CITIZENS   FOR  LIMITED  TAXATION
and the
Citizens Economic Research Foundation

Barbara's Column
December #5

There is danger to and from mankind
© by Barbara Anderson


The Salem News
Thursday, December 30, 2004

James Michener's "Hawaii" was written in 1959; I read it when I was a teenager, then I gave it to my partner Chip to read when we vacationed in Hawaii a few years ago. The novel covers Hawaiian history from the volcanic birth of the islands "millions upon millions of years ago" to its vote for statehood in the 1950s.

In all the 1,130 paperback pages, the section we both remember most clearly was the description in five pages about the 1948 tsunami that hit the Big Island. "She was swept past the last house in the village and on up into the valley's tight confines, the most dangerous spot in the entire island from which to fight a retreating tsunami, for now the water began to recede, slowly at first, then with speed and finally with uncontrollable fury..."
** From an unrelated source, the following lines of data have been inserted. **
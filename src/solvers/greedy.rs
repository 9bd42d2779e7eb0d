//! Greedy partition heuristic
//!
//! One pass per coupon over the remaining items, most expensive first. Each coupon claims items
//! until the cart reaches the coupon's trigger threshold, the subtotal where a capped
//! percentage stops paying off. Whatever is left forms a final cart with no coupon.
//!
//! Runs in `O(n log n)` and always yields a valid partition, but makes no optimality claim.

use rust_decimal::Decimal;
use smallvec::SmallVec;

use crate::{
    coupons::Coupon,
    discounts::saving,
    items::groups::{ItemGroup, ItemGroupError},
    optimizer::AllocationMode,
    solvers::{GroupAssignment, Solver, SolverError, SolverResult, exact::best_single},
};

/// One cart produced by the greedy pass.
#[derive(Debug, Clone, PartialEq, Eq)]
pub struct GreedyGroup {
    /// Coupon the cart was built for; `None` for the leftover cart
    pub coupon_idx: Option<usize>,

    /// Item indices, most expensive first
    pub indices: SmallVec<[usize; 10]>,
}

/// Build one partition of the items greedily, one cart per coupon in order.
///
/// A coupon with a zero trigger threshold (flat, or an uncapped percentage) claims nothing and
/// gets no cart; its items stay available to later coupons and the leftover cart.
///
/// # Errors
///
/// Returns [`ItemGroupError::SubtotalOverflow`] if a running subtotal overflows.
pub fn greedy_partition(
    prices: &[Decimal],
    coupons: &[Coupon],
) -> Result<SmallVec<[GreedyGroup; 4]>, ItemGroupError> {
    let mut order: SmallVec<[usize; 10]> = (0..prices.len()).collect();
    order.sort_by(|&a, &b| prices.get(b).cmp(&prices.get(a)).then(a.cmp(&b)));

    let mut groups = SmallVec::new();
    let mut remaining: &[usize] = &order;

    for (coupon_idx, coupon) in coupons.iter().enumerate() {
        if remaining.is_empty() {
            break;
        }

        let take = claim_len(remaining, prices, coupon.trigger_threshold())?;

        if take == 0 {
            continue;
        }

        let (claimed, rest) = remaining.split_at_checked(take).unwrap_or((remaining, &[]));

        groups.push(GreedyGroup {
            coupon_idx: Some(coupon_idx),
            indices: claimed.iter().copied().collect(),
        });

        remaining = rest;
    }

    if !remaining.is_empty() {
        groups.push(GreedyGroup {
            coupon_idx: None,
            indices: remaining.iter().copied().collect(),
        });
    }

    Ok(groups)
}

/// How many of the (price-descending) remaining items to claim to reach `trigger`.
fn claim_len(
    remaining: &[usize],
    prices: &[Decimal],
    trigger: Decimal,
) -> Result<usize, ItemGroupError> {
    let mut total = Decimal::ZERO;
    let mut count = 0;

    for &idx in remaining {
        if total >= trigger {
            break;
        }

        let price = prices.get(idx).ok_or(ItemGroupError::ItemNotFound(idx))?;

        total = total
            .checked_add(*price)
            .ok_or(ItemGroupError::SubtotalOverflow)?;
        count += 1;
    }

    Ok(count)
}

/// Scores a greedy partition instead of enumerating.
///
/// In [`AllocationMode::Partitioned`] each cart gets the coupon it was built for. In
/// [`AllocationMode::Single`] every cart is scored against every coupon and the best single
/// pairing is kept, as the exact solver would.
#[derive(Debug, Clone, Copy)]
pub struct GreedySolver {
    mode: AllocationMode,
}

impl GreedySolver {
    /// Create a greedy solver for the given allocation mode.
    pub fn new(mode: AllocationMode) -> Self {
        Self { mode }
    }
}

impl Solver for GreedySolver {
    fn solve(&self, coupons: &[Coupon], prices: &[Decimal]) -> Result<SolverResult, SolverError> {
        let groups = greedy_partition(prices, coupons)?;

        let assignments = match self.mode {
            AllocationMode::Partitioned => per_coupon(&groups, coupons, prices)?,
            AllocationMode::Single => {
                let candidates = groups.iter().flat_map(|group| {
                    coupons.iter().enumerate().map(move |(coupon_idx, coupon)| {
                        (coupon_idx, coupon, group.indices.clone())
                    })
                });

                best_single(candidates, prices)?.into_iter().collect()
            }
        };

        Ok(SolverResult::new(assignments, prices.len()))
    }
}

fn per_coupon(
    groups: &[GreedyGroup],
    coupons: &[Coupon],
    prices: &[Decimal],
) -> Result<SmallVec<[GroupAssignment; 4]>, SolverError> {
    let mut assignments = SmallVec::new();

    for group in groups {
        let Some((coupon_idx, coupon)) = group
            .coupon_idx
            .and_then(|idx| coupons.get(idx).map(|coupon| (idx, coupon)))
        else {
            continue;
        };

        let group = ItemGroup::from_indices(group.indices.clone(), prices)?;
        let saving = saving(group.subtotal(), coupon)?;

        if saving > Decimal::ZERO {
            assignments.push(GroupAssignment {
                coupon_idx,
                group,
                saving,
            });
        }
    }

    Ok(assignments)
}

#[cfg(test)]
mod tests {
    use testresult::TestResult;

    use crate::coupons::CouponRule;

    use super::*;

    fn dec(value: i64) -> Decimal {
        Decimal::new(value, 0)
    }

    fn capped(code: &str, percentage: i64, cap: i64) -> Result<Coupon, crate::coupons::CouponError> {
        Coupon::try_from(&CouponRule::percentage(code, dec(percentage)).with_max_discount(dec(cap)))
    }

    #[test]
    fn coupon_claims_items_until_trigger() -> TestResult {
        // 10% capped at 80 binds from 800: the two most expensive items reach it
        let prices = [dec(100), dec(500), dec(50), dec(400)];
        let coupons = [capped("DEZ", 10, 80)?];

        let groups = greedy_partition(&prices, &coupons)?;

        assert_eq!(
            groups.as_slice(),
            &[
                GreedyGroup {
                    coupon_idx: Some(0),
                    indices: SmallVec::from_slice(&[1, 3]),
                },
                GreedyGroup {
                    coupon_idx: None,
                    indices: SmallVec::from_slice(&[0, 2]),
                },
            ]
        );

        Ok(())
    }

    #[test]
    fn later_coupons_take_what_is_left() -> TestResult {
        let prices = [dec(500), dec(400), dec(100), dec(50)];
        let coupons = [capped("DEZ", 10, 80)?, capped("CINCO", 10, 5)?];

        let groups = greedy_partition(&prices, &coupons)?;
        let carts: Vec<(Option<usize>, Vec<usize>)> = groups
            .iter()
            .map(|g| (g.coupon_idx, g.indices.to_vec()))
            .collect();

        assert_eq!(
            carts,
            vec![
                (Some(0), vec![0, 1]),
                (Some(1), vec![2]),
                (None, vec![3]),
            ]
        );

        Ok(())
    }

    #[test]
    fn unreachable_trigger_keeps_the_partial_cart() -> TestResult {
        let prices = [dec(100), dec(50)];
        let coupons = [capped("ALTO", 10, 1000)?, capped("OUTRO", 10, 5)?];

        let groups = greedy_partition(&prices, &coupons)?;

        // First coupon takes everything and still falls short; nothing left for the second
        assert_eq!(groups.len(), 1);
        assert_eq!(
            groups.first().map(|g| g.indices.to_vec()),
            Some(vec![0, 1])
        );

        Ok(())
    }

    #[test]
    fn zero_trigger_claims_nothing() -> TestResult {
        let prices = [dec(10), dec(30), dec(20)];
        let coupons = [Coupon::try_from(&CouponRule::flat("FLAT", dec(5)))?];

        let groups = greedy_partition(&prices, &coupons)?;

        assert_eq!(
            groups.as_slice(),
            &[GreedyGroup {
                coupon_idx: None,
                indices: SmallVec::from_slice(&[1, 2, 0]),
            }]
        );

        Ok(())
    }

    #[test]
    fn zero_trigger_leaves_items_for_later_coupons() -> TestResult {
        // 20% capped at 300 binds from 1500, reached at 1000 + 600
        let prices = [dec(1000), dec(600), dec(100)];
        let coupons = [
            Coupon::try_from(&CouponRule::flat("FLAT", dec(10)))?,
            capped("VINTE", 20, 300)?,
        ];

        let groups = greedy_partition(&prices, &coupons)?;
        let carts: Vec<(Option<usize>, Vec<usize>)> = groups
            .iter()
            .map(|g| (g.coupon_idx, g.indices.to_vec()))
            .collect();

        assert_eq!(carts, vec![(Some(1), vec![0, 1]), (None, vec![2])]);

        Ok(())
    }

    #[test]
    fn flat_coupon_first_does_not_starve_capped_coupon() -> TestResult {
        let prices = [dec(1000), dec(600), dec(100)];
        let coupons = [
            Coupon::try_from(&CouponRule::flat("FLAT", dec(10)))?,
            capped("VINTE", 20, 300)?,
        ];

        let result = GreedySolver::new(AllocationMode::Partitioned).solve(&coupons, &prices)?;
        let carts: Vec<(usize, Vec<usize>, Decimal)> = result
            .assignments
            .iter()
            .map(|a| (a.coupon_idx, a.group.indices().to_vec(), a.saving))
            .collect();

        assert_eq!(carts, vec![(1, vec![0, 1], dec(300))]);
        assert_eq!(result.unassigned.as_slice(), &[2]);

        Ok(())
    }

    #[test]
    fn equal_prices_break_ties_by_index() -> TestResult {
        let prices = [dec(10), dec(10), dec(10)];
        let coupons = [capped("VINTE", 10, 2)?];

        let groups = greedy_partition(&prices, &coupons)?;

        assert_eq!(
            groups.first().map(|g| g.indices.to_vec()),
            Some(vec![0, 1])
        );

        Ok(())
    }

    #[test]
    fn partition_is_disjoint_and_exhaustive() -> TestResult {
        let prices: Vec<Decimal> = (1..=20).map(|p| dec(p * 7 % 23 + 1)).collect();
        let coupons = [
            capped("A", 20, 30)?,
            capped("B", 15, 10)?,
            capped("C", 5, 2)?,
        ];

        let groups = greedy_partition(&prices, &coupons)?;
        let mut seen: Vec<usize> = groups.iter().flat_map(|g| g.indices.clone()).collect();
        seen.sort_unstable();

        assert_eq!(seen, (0..20).collect::<Vec<_>>());

        Ok(())
    }

    #[test]
    fn partitioned_mode_scores_each_cart_with_its_coupon() -> TestResult {
        let prices = [dec(500), dec(400), dec(100), dec(50)];
        let coupons = [capped("DEZ", 10, 80)?, capped("CINCO", 10, 5)?];

        let result = GreedySolver::new(AllocationMode::Partitioned).solve(&coupons, &prices)?;

        let carts: Vec<(usize, Vec<usize>, Decimal)> = result
            .assignments
            .iter()
            .map(|a| (a.coupon_idx, a.group.indices().to_vec(), a.saving))
            .collect();

        assert_eq!(
            carts,
            vec![(0, vec![0, 1], dec(80)), (1, vec![2], dec(5))]
        );
        assert_eq!(result.unassigned.as_slice(), &[3]);

        Ok(())
    }

    #[test]
    fn single_mode_keeps_best_cart_across_coupons() -> TestResult {
        let prices = [dec(500), dec(400), dec(100), dec(50)];
        let coupons = [capped("DEZ", 10, 80)?, capped("CINCO", 10, 5)?];

        let result = GreedySolver::new(AllocationMode::Single).solve(&coupons, &prices)?;

        // [0, 1] with DEZ saves 80 of 900 (8.9%); [2] with DEZ saves 10 of 100 (10%)
        let best = result.assignments.first().ok_or("expected an assignment")?;

        assert_eq!(result.assignments.len(), 1);
        assert_eq!(best.coupon_idx, 0);
        assert_eq!(best.group.indices(), &[2]);
        assert_eq!(best.saving, dec(10));

        Ok(())
    }

    #[test]
    fn below_minimum_purchase_drops_the_coupon() -> TestResult {
        let prices = [dec(20), dec(10)];
        let coupons = [Coupon::try_from(
            &CouponRule::flat("MINIMO", dec(5)).with_minimum_purchase(dec(100)),
        )?];

        let result = GreedySolver::new(AllocationMode::Partitioned).solve(&coupons, &prices)?;

        assert!(result.assignments.is_empty());
        assert_eq!(result.unassigned.as_slice(), &[0, 1]);

        Ok(())
    }
}
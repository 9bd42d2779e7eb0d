//! Splitcart
//!
//! Splitcart takes a wishlist and a set of discount coupons and finds how to split the items into
//! carts so the coupons save the most. Each coupon is either a flat amount or a percentage off,
//! optionally capped and gated on a minimum purchase.
//!
//! Small wishlists are searched exhaustively; larger ones fall back to a greedy heuristic. See
//! [`optimizer::Optimizer`].

pub mod cli;
pub mod coupons;
pub mod discounts;
pub mod fixtures;
pub mod items;
pub mod optimizer;
pub mod plan;
pub mod prelude;
pub mod recency;
pub mod report;
pub mod solvers;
We visited that valley, which I was happy to leave, and the tsunami museum in Hilo, where several hundred people were killed by another earthquake-generated wave in 1960. We noticed loudspeakers attached to palm trees at the edge of Hawaiian beaches, part of the warning system. During our stay there, I kept an eye on the water's edge and made sure I had a plan to get to higher ground quickly.

Of course I've noticed that, as I've lived in various places, I've worried only about the things that are unfamiliar to a person raised in western Pennsylvania. I never gave much thought to the dangers from ice storms, rattlesnakes, flooding rivers or deer on the road. But coral snakes and hurricanes in Florida, earthquakes in Long Beach, tornados in Nebraska, scorpions in the Southwest, the ocean anywhere: these are scary.

It's worth pausing to note here that a woman was bitten by a coral snake which migrated north in a coat pocket to a clothing store near her northern home. A rare tornado hit my hometown when I was 18 years old. An earthquake shook northwest Pennsylvania in 1998. But at least there are no tidal waves in the Allegheny Hills.

When we got home from Hawaii, we checked out the potential for a tsunami here on the mainland. Certainly one could reach the West Coast, part of the Ring of Fire. But we found that an earthquake in the Canary Islands could send a wave across the Atlantic to our East Coast as well. Wouldn't want to be snorkeling off Bermuda if that happens, or for that matter, sitting on Revere Beach. Like resorts on the Indian Ocean, we don't have tsunami warnings either.

Unfamiliarity can also breed a false sense of security. Eastern Massachusetts sits on a fault line, and its earthquake is long overdue. This has not stopped anyone from building a nuclear power plant in Seabrook, building on filled land or digging tunnels in Boston.

Mother Nature has a mean streak. Or less anthropomorphically, our planet is an amazing place, tamed only on the surface, with that domesticity subject to uncontrolled movements of earth, wind and fire. Talk about shock and awe! When we read that this one Indian Ocean quake shook the Earth on its axis, that the North Pole since last week is in a different place, what can we say but "wow!"

We exist here at sufferance, both as mankind and individual. From outer space can come a meteor, from inner space a cancer cell. A friend of mine scratched her finger with a Brillo pad and almost died of an infection. Medical science saved her. Other science is working on some of the other dangers. Human beings rush to help victims of natural disasters, and we Americans are doing our part to help victims of the Southeast Asia tsunami, both as a nation and as individuals sending money.

I think the scariest things are not natural disasters, but man-made disasters that make us angry as well as sorry. Though the physical damage to a body can be the same, it is worse to read about someone being harmed by a criminal, by a dictator, by a drunken driver than to read about someone who gets caught by a giant wave. Drought causes starvation, but man-made famine causes starvation without excuse. Negligence can cause floods and fire, and greed can keep U.N. relief from reaching victims. Some specimens of mankind can themselves be a natural disaster.

The tsunami loss of life and property is appalling only in the numbers of people affected; death and loss come to all of us, and that is why some of us empathize and want to help. But after we write the check to the Red Cross, we go about our business — because we never know how long we have before some disaster happens to us as well and we might as well make the most of what time we have.

Gertrude Stein wrote that, "Considering how dangerous everything is, nothing is really very frightening." That's as good a thought as any to carry into the new year and the rest of our lives.


Barbara Anderson is executive director of Citizens for Limited Taxation. Her syndicated columns appear weekly in the Salem News and Lowell Sun; bi-weekly in the Tinytown Gazette; and occasionally in the Providence Journal and other newspapers.